Unfortunately, the projection of a straight line that follows the axis of the inferior calyx and passes through the centre of the papilla generally enters the skin at a point outside the safe area for lumbar puncture. This means that an ideal puncture is very rarely feasible. Therefore, the precaution should always be taken of advancing the needle just a few millimetres, once the papilla is punctured, and removing its mandrel by introducing a guide wire towards the renal pelvis in order to maintain the way.

Once the guide wire is inserted, the access tract is dilated. Throughout this step, the main concern is to avoid an exaggerated progression of the dilators inside the urinary tract. It is also opportune to remember that the punctured calyx tends to be occupied by stones, and untimely dilation can cause damage to the mucosa. These complications during the dilation are avoided by making precise, gentle and controlled movements.

A current controversy is what calibre to use in order to dilate. It is accepted that the greater the calibre of the Amplatz sheath inserted, the greater the risk of lacerations on the one hand but, on the other hand, the shorter the operating time (as it enables the extraction of larger-sized fragments) and a guarantee of lower intrarenal pressures, decreasing the risk of sepsis.

The dilation usually makes any mistake made during the puncture evident. Thus, a peripheral papillary puncture can lead to bleeding due to parenchymal laceration during the dilation.

When bleeding is present, it must be determined whether it is venous or arterial (Fig. 20.3a–c). Venous bleeding is easy to solve. A simple occlusion of the venous flow for a few minutes triggers the quick clot formation and allows the procedure to continue without major frights. However, arterial bleeding, fortunately far less common, is a urological emergency which requires an immediate solution by means of a superselective embolisation (Fig. 20.3d–g).

Although there are various potential complications at this stage, all of them can be easily prevented or limited. The first is the loss of the nephrostomy tract due to the slipping out of the Amplatz sheath. This is prevented by means of a previous safety guide wire insertion, especially the “through and through” (kebab) guide wire. In case the access tract is lost, it may be quickly regained with a safety guide wire in place. The nephroscope follows the guide wire and the sheath is reinserted.

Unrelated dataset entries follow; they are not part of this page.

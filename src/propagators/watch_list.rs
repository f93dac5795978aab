use std::collections::HashMap;

use crate::basic_types::{BoundEvent, ConstraintReference, Variable, BOUND_EVENT_COUNT};
use crate::constraints::ConstraintArena;
use crate::gourd_asserts::*;

/// A list of constraints watching one (variable, event) pair. Each entry
/// carries the polarity flag of the watched literal in the reference's flag
/// bit. Removal is deferred: detaching a constraint only marks the list, and
/// deleted entries are swept out the next time the list is read.
#[derive(Default)]
pub struct WatchList {
    needs_cleanup: bool,
    watchers: Vec<ConstraintReference>,
}

impl WatchList {
    pub fn len(&self) -> usize {
        self.watchers.len()
    }

    pub fn is_empty(&self) -> bool {
        self.watchers.is_empty()
    }

    pub fn needs_cleanup(&self) -> bool {
        self.needs_cleanup
    }

    pub fn mark_needs_cleanup(&mut self) {
        self.needs_cleanup = true;
    }

    /// Adds a watcher for a positive occurrence of the variable.
    pub fn push_positive(&mut self, reference: ConstraintReference) {
        self.watchers.push(reference.clear_flag());
    }

    /// Adds a watcher for a negated occurrence of the variable.
    pub fn push_negative(&mut self, reference: ConstraintReference) {
        self.watchers.push(reference.set_flag());
    }

    pub fn watchers(&self) -> &[ConstraintReference] {
        &self.watchers
    }

    fn clean(&mut self, arena: &ConstraintArena) {
        gourd_assert_simple!(self.needs_cleanup);
        self.watchers.retain(|reference| {
            if arena.is_deleted(*reference) {
                gourd_assert_moderate!(!arena.in_use(*reference));
                false
            } else {
                true
            }
        });
        self.needs_cleanup = false;
    }
}

/// Per (variable, event-kind) watch lists of one propagator.
#[derive(Default)]
pub struct WatchListManager {
    lists: Vec<WatchList>,
}

fn list_index(variable: Variable, event: BoundEvent) -> usize {
    variable.index() * BOUND_EVENT_COUNT + event as usize
}

impl WatchListManager {
    pub fn new() -> WatchListManager {
        WatchListManager { lists: vec![] }
    }

    pub fn add_variable(&mut self, variable: Variable) {
        let needed_size = (variable.index() + 1) * BOUND_EVENT_COUNT;
        if needed_size > self.lists.len() {
            self.lists.resize_with(needed_size, WatchList::default);
        }
    }

    /// The watch list for the given pair, swept of deleted entries if it was
    /// marked for cleanup.
    pub fn get_watch_list(
        &mut self,
        variable: Variable,
        event: BoundEvent,
        arena: &ConstraintArena,
    ) -> &mut WatchList {
        let list = &mut self.lists[list_index(variable, event)];
        if list.needs_cleanup() {
            list.clean(arena);
        }
        list
    }

    pub fn mark_needs_cleanup(&mut self, variable: Variable, event: BoundEvent) {
        self.lists[list_index(variable, event)].mark_needs_cleanup();
    }

    /// Takes the watchers out for iteration; the propagator puts the
    /// survivors back with [`WatchListManager::restore_watchers`].
    pub fn take_watchers(
        &mut self,
        variable: Variable,
        event: BoundEvent,
        arena: &ConstraintArena,
    ) -> Vec<ConstraintReference> {
        let list = self.get_watch_list(variable, event, arena);
        std::mem::take(&mut list.watchers)
    }

    pub fn restore_watchers(
        &mut self,
        variable: Variable,
        event: BoundEvent,
        watchers: Vec<ConstraintReference>,
    ) {
        let list = &mut self.lists[list_index(variable, event)];
        gourd_assert_moderate!(list.watchers.is_empty());
        list.watchers = watchers;
    }

    pub fn clean_all(&mut self, arena: &ConstraintArena) {
        for list in self.lists.iter_mut() {
            if list.needs_cleanup() {
                list.clean(arena);
            }
        }
    }

    /// No unswept list may hold a deleted constraint; lists already marked
    /// for cleanup are allowed to, until they are next read.
    pub(crate) fn debug_no_deleted_watchers(&self, arena: &ConstraintArena) -> bool {
        self.lists.iter().all(|list| {
            list.needs_cleanup()
                || list
                    .watchers()
                    .iter()
                    .all(|watcher| !arena.is_deleted(*watcher))
        })
    }

    /// Rewrites every watcher through the relocation map, preserving the
    /// polarity flag.
    pub fn gc_update(
        &mut self,
        relocation_map: &HashMap<ConstraintReference, ConstraintReference>,
    ) {
        for list in self.lists.iter_mut() {
            gourd_assert_simple!(!list.needs_cleanup());
            for watcher in list.watchers.iter_mut() {
                let relocated = relocation_map[&watcher.clear_flag()];
                *watcher = if watcher.flagged() {
                    relocated.set_flag()
                } else {
                    relocated
                };
            }
        }
    }
}

#[cfg(test)]
mod tests {
    use super::WatchListManager;
    use crate::basic_types::{BoolLiteral, BoundEvent, VariableType};
    use crate::constraints::ConstraintArena;

    #[test]
    fn test_deferred_cleanup_sweeps_deleted_entries() {
        let mut arena = ConstraintArena::new();
        let x = arena.new_variable(VariableType::Integer);
        let y = arena.new_variable(VariableType::Integer);
        let literals = [BoolLiteral::new(x, false), BoolLiteral::new(y, false)];
        let kept = arena.allocate_clause(&literals, 1, false).unwrap();
        let deleted = arena.allocate_clause(&literals, 1, false).unwrap();

        let mut manager = WatchListManager::new();
        manager.add_variable(x);
        manager.add_variable(y);
        manager
            .get_watch_list(x, BoundEvent::UpperRefine, &arena)
            .push_positive(kept);
        manager
            .get_watch_list(x, BoundEvent::UpperRefine, &arena)
            .push_negative(deleted);

        arena.erase(deleted);
        //the deleted entry survives until the list is marked and read again
        assert!(manager.get_watch_list(x, BoundEvent::UpperRefine, &arena).len() == 2);

        manager.mark_needs_cleanup(x, BoundEvent::UpperRefine);
        let list = manager.get_watch_list(x, BoundEvent::UpperRefine, &arena);
        assert!(list.len() == 1);
        assert!(list.watchers()[0] == kept);
    }
}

With no safety guide wire in place, the same situation becomes more complex. It may be of help to retrogradely inject contrast medium mixed with indigo carmine or a little air into the ureteral catheter; the dye or the bubbles will come out through the fistulous tract, observed by the nephroscope and under radioscopic control. During these manoeuvres, it is important to use the smallest amount of fluids possible, for the shortest length of time possible (especially if it is not saline), to avoid an absorption syndrome [36–38]. The absorption syndrome is a rarity when the sheath is adequately placed within the urinary tract but proves to be a potentially severe complication when the fluids are dispersed in the retroperitoneum, requiring clinical and nephrological management and high complexity support and control.

If the attempt of regaining the lost access tract is not successful, an alternative correct decision could be to create a new access tract re-puncturing the patient or to suspend the procedure (possibly inserting a double-J stent) programming a further surgery later on.

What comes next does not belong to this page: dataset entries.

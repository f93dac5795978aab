use std::collections::HashMap;

use crate::basic_types::ConstraintReference;
use crate::gourd_asserts::*;

/// Status of the variable value.
#[derive(Clone, Copy, PartialEq, Eq, Debug, Default)]
pub enum ValueStatus {
    /// Value of the variable is still unassigned.
    #[default]
    Unassigned,
    /// Both bounds were refined to the same value.
    AssignedEqual,
    /// The variable was decided at its lower bound (the upper bound was
    /// refined down to the existing lower bound).
    AssignedFromBelow,
    /// The variable was decided at its upper bound (the lower bound was
    /// refined up to the existing upper bound).
    AssignedFromAbove,
}

/// Information about one bound refinement of a variable.
#[derive(Clone, Copy, Debug)]
pub struct BoundRecord {
    /// The index of the bound value in the bound table.
    pub bound_index: u32,
    /// The constraint that propagated the bound, or None for a global bound
    /// or a decision.
    pub reason: Option<ConstraintReference>,
    /// The trail index at which this bound was introduced.
    pub trail_index: u32,
}

/// The bound history of a single variable: two push-only stacks of bound
/// records whose trail indices are non-decreasing, so that any historical
/// query resolves with a binary search.
#[derive(Default)]
pub struct VariableInfo {
    value_status: ValueStatus,
    value_status_trail_index: Option<u32>,
    lower: Vec<BoundRecord>,
    upper: Vec<BoundRecord>,
}

//locates the last record whose trail index is at most the queried index
fn find(records: &[BoundRecord], trail_index: i64) -> Option<&BoundRecord> {
    let mut low = 0usize;
    let mut high = records.len();
    while low < high {
        let middle = (low + high) >> 1;
        if (records[middle].trail_index as i64) <= trail_index {
            low = middle + 1;
        } else {
            high = middle;
        }
    }
    low.checked_sub(1).map(|i| &records[i])
}

impl VariableInfo {
    pub fn new() -> VariableInfo {
        VariableInfo::default()
    }

    pub fn set_value_status(&mut self, status: ValueStatus, trail_index: usize) {
        if status == ValueStatus::Unassigned {
            self.value_status = status;
            self.value_status_trail_index = None;
        } else {
            self.value_status = status;
            self.value_status_trail_index = Some(trail_index as u32);
        }
    }

    pub fn value_status(&self) -> ValueStatus {
        self.value_status
    }

    pub fn value_status_at(&self, trail_index: i64) -> ValueStatus {
        match self.value_status_trail_index {
            Some(status_index) if (status_index as i64) <= trail_index => self.value_status,
            _ => ValueStatus::Unassigned,
        }
    }

    /// The trail index responsible for the current assignment, or -1.
    pub fn assignment_index(&self) -> i64 {
        self.value_status_trail_index
            .map_or(-1, |index| index as i64)
    }

    pub fn has_lower_bound(&self) -> bool {
        !self.lower.is_empty()
    }

    pub fn has_lower_bound_at(&self, trail_index: i64) -> bool {
        !self.lower.is_empty() && (self.lower[0].trail_index as i64) <= trail_index
    }

    pub fn lower_bound_record(&self) -> &BoundRecord {
        gourd_assert_simple!(self.has_lower_bound());
        self.lower.last().unwrap()
    }

    pub fn lower_bound_record_at(&self, trail_index: i64) -> &BoundRecord {
        gourd_assert_simple!(self.has_lower_bound_at(trail_index));
        find(&self.lower, trail_index).unwrap()
    }

    pub fn lower_bound_trail_index(&self) -> i64 {
        self.lower
            .last()
            .map_or(-1, |record| record.trail_index as i64)
    }

    pub fn lower_bound_trail_index_at(&self, trail_index: i64) -> i64 {
        find(&self.lower, trail_index).map_or(-1, |record| record.trail_index as i64)
    }

    pub fn push_lower_bound(&mut self, record: BoundRecord) {
        gourd_assert_simple!(
            self.lower.is_empty() || self.lower.last().unwrap().trail_index <= record.trail_index
        );
        self.lower.push(record);
    }

    pub fn pop_lower_bound(&mut self) {
        gourd_assert_simple!(self.has_lower_bound());
        let _ = self.lower.pop();
    }

    pub fn has_upper_bound(&self) -> bool {
        !self.upper.is_empty()
    }

    pub fn has_upper_bound_at(&self, trail_index: i64) -> bool {
        !self.upper.is_empty() && (self.upper[0].trail_index as i64) <= trail_index
    }

    pub fn upper_bound_record(&self) -> &BoundRecord {
        gourd_assert_simple!(self.has_upper_bound());
        self.upper.last().unwrap()
    }

    pub fn upper_bound_record_at(&self, trail_index: i64) -> &BoundRecord {
        gourd_assert_simple!(self.has_upper_bound_at(trail_index));
        find(&self.upper, trail_index).unwrap()
    }

    pub fn upper_bound_trail_index(&self) -> i64 {
        self.upper
            .last()
            .map_or(-1, |record| record.trail_index as i64)
    }

    pub fn upper_bound_trail_index_at(&self, trail_index: i64) -> i64 {
        find(&self.upper, trail_index).map_or(-1, |record| record.trail_index as i64)
    }

    pub fn push_upper_bound(&mut self, record: BoundRecord) {
        gourd_assert_simple!(
            self.upper.is_empty() || self.upper.last().unwrap().trail_index <= record.trail_index
        );
        self.upper.push(record);
    }

    pub fn pop_upper_bound(&mut self) {
        gourd_assert_simple!(self.has_upper_bound());
        let _ = self.upper.pop();
    }

    /// The most recent trail index at which either bound changed. With
    /// `include_assignment == false`, the refinement that completed an
    /// assignment (the decision itself) is skipped.
    pub fn last_modification_trail_index(&self, include_assignment: bool) -> i64 {
        let top_index = std::cmp::max(
            self.lower_bound_trail_index(),
            self.upper_bound_trail_index(),
        );
        self.last_modification_trail_index_at(include_assignment, top_index)
    }

    pub fn last_modification_trail_index_at(
        &self,
        include_assignment: bool,
        mut trail_index: i64,
    ) -> i64 {
        if !include_assignment {
            match self.value_status_at(trail_index) {
                ValueStatus::AssignedFromBelow => {
                    trail_index = self.upper_bound_trail_index_at(trail_index) - 1;
                }
                ValueStatus::AssignedFromAbove => {
                    trail_index = self.lower_bound_trail_index_at(trail_index) - 1;
                }
                _ => {}
            }
        }
        std::cmp::max(
            self.lower_bound_trail_index_at(trail_index),
            self.upper_bound_trail_index_at(trail_index),
        )
    }

    /// The number of live bound records that cite a reason constraint.
    pub(crate) fn count_reasoned_records(&self) -> usize {
        self.lower
            .iter()
            .chain(self.upper.iter())
            .filter(|record| record.reason.is_some())
            .count()
    }

    pub fn gc_update(
        &mut self,
        relocation_map: &HashMap<ConstraintReference, ConstraintReference>,
    ) {
        for record in self.lower.iter_mut().chain(self.upper.iter_mut()) {
            if let Some(reason) = record.reason {
                let relocated = relocation_map[&reason.clear_flag()];
                record.reason = Some(if reason.flagged() {
                    relocated.set_flag()
                } else {
                    relocated
                });
            }
        }
    }
}

#[cfg(test)]
mod tests {
    use super::{BoundRecord, ValueStatus, VariableInfo};

    fn record(bound_index: u32, trail_index: u32) -> BoundRecord {
        BoundRecord {
            bound_index,
            reason: None,
            trail_index,
        }
    }

    #[test]
    fn test_historical_lookup() {
        let mut info = VariableInfo::new();
        info.push_lower_bound(record(0, 2));
        info.push_lower_bound(record(5, 6));
        info.push_lower_bound(record(9, 11));

        assert!(!info.has_lower_bound_at(1));
        assert!(info.has_lower_bound_at(2));
        assert!(info.lower_bound_record_at(2).bound_index == 0);
        assert!(info.lower_bound_record_at(6).bound_index == 5);
        assert!(info.lower_bound_record_at(10).bound_index == 5);
        assert!(info.lower_bound_record_at(100).bound_index == 9);
        assert!(info.lower_bound_trail_index() == 11);
        assert!(info.lower_bound_trail_index_at(7) == 6);
    }

    #[test]
    fn test_value_status_history() {
        let mut info = VariableInfo::new();
        assert!(info.value_status() == ValueStatus::Unassigned);

        info.set_value_status(ValueStatus::AssignedEqual, 4);
        assert!(info.value_status_at(3) == ValueStatus::Unassigned);
        assert!(info.value_status_at(4) == ValueStatus::AssignedEqual);
        assert!(info.assignment_index() == 4);

        info.set_value_status(ValueStatus::Unassigned, 0);
        assert!(info.assignment_index() == -1);
        assert!(info.value_status_at(10) == ValueStatus::Unassigned);
    }

    #[test]
    fn test_last_modification_skips_the_decision() {
        let mut info = VariableInfo::new();
        //lower bound propagated at 3, then decided from below at 7 (upper refined)
        info.push_lower_bound(record(0, 3));
        info.push_upper_bound(record(1, 7));
        info.set_value_status(ValueStatus::AssignedFromBelow, 7);

        assert!(info.last_modification_trail_index(true) == 7);
        assert!(info.last_modification_trail_index(false) == 3);
    }
}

Usually, complex calculi need to be fragmented in order to make their extraction possible via the Amplatz sheath. Any available energy can be used, whether ultrasonic, pneumatic, electrohydraulic or laser. Each one has different physical features as well as potential harmful mechanisms causing lesion to the surrounding mucosa. For instance, the obstruction of the probe of the sonotrode during ultrasonic lithotripsy can cause thermal lesions. The expansive features of the explosive evaporation of the liquid around the electrohydraulic fibre can cause mucosal laceration. The movement of the probe being propelled by pneumatic or electromagnetic pulses, following the principles of ballistics, can cause mechanical perforation of the renal cavities. The hyperthermia of the tip of the laser fibre, if inadequately controlled, can cut through tissues as if they were butter.